Quote all entries in full, exactly.

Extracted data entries

....................

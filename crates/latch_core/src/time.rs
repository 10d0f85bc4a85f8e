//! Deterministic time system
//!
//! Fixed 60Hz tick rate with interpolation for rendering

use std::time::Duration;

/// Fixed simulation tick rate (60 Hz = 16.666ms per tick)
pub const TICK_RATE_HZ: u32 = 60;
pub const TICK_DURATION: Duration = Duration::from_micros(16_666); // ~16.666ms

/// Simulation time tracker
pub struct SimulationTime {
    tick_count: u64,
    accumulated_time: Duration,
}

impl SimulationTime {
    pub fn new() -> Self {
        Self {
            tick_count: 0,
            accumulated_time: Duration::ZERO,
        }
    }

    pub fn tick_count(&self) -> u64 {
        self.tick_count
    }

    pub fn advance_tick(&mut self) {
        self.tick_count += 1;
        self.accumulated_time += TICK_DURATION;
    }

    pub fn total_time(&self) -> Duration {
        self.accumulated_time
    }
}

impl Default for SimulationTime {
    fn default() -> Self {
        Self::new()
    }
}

....................

§ **RESULT FOR THIS EXERCISE**
filename crates/latch_core/src/time.rs
repository 10d0f85bc4a85f8e
//! Deterministic time system
//!
//! Fixed 60Hz tick rate with interpolation for rendering

use std::time::Duration;

/// Fixed simulation tick rate (60 Hz = 16.666ms per tick)
pub const TICK_RATE_HZ: u32 = 60;
pub const TICK_DURATION: Duration = Duration::from_micros(16_666); // ~16.666ms

/// Simulation time tracker
pub struct SimulationTime {
    tick_count: u64,
    accumulated_time: Duration,
}

impl SimulationTime {
    pub fn new() -> Self {
        Self {
            tick_count: 0,
            accumulated_time: Duration::ZERO,
        }
    }

    pub fn tick_count(&self) -> u64 {
        self.tick_count
    }

    pub fn advance_tick(&mut self) {
        self.tick_count += 1;
        self.accumulated_time += TICK_DURATION;
    }

    pub fn total_time(&self) -> Duration {
        self.accumulated_time
    }
}

impl Default for SimulationTime {
    fn default() -> Self {
        Self::new()
    }
}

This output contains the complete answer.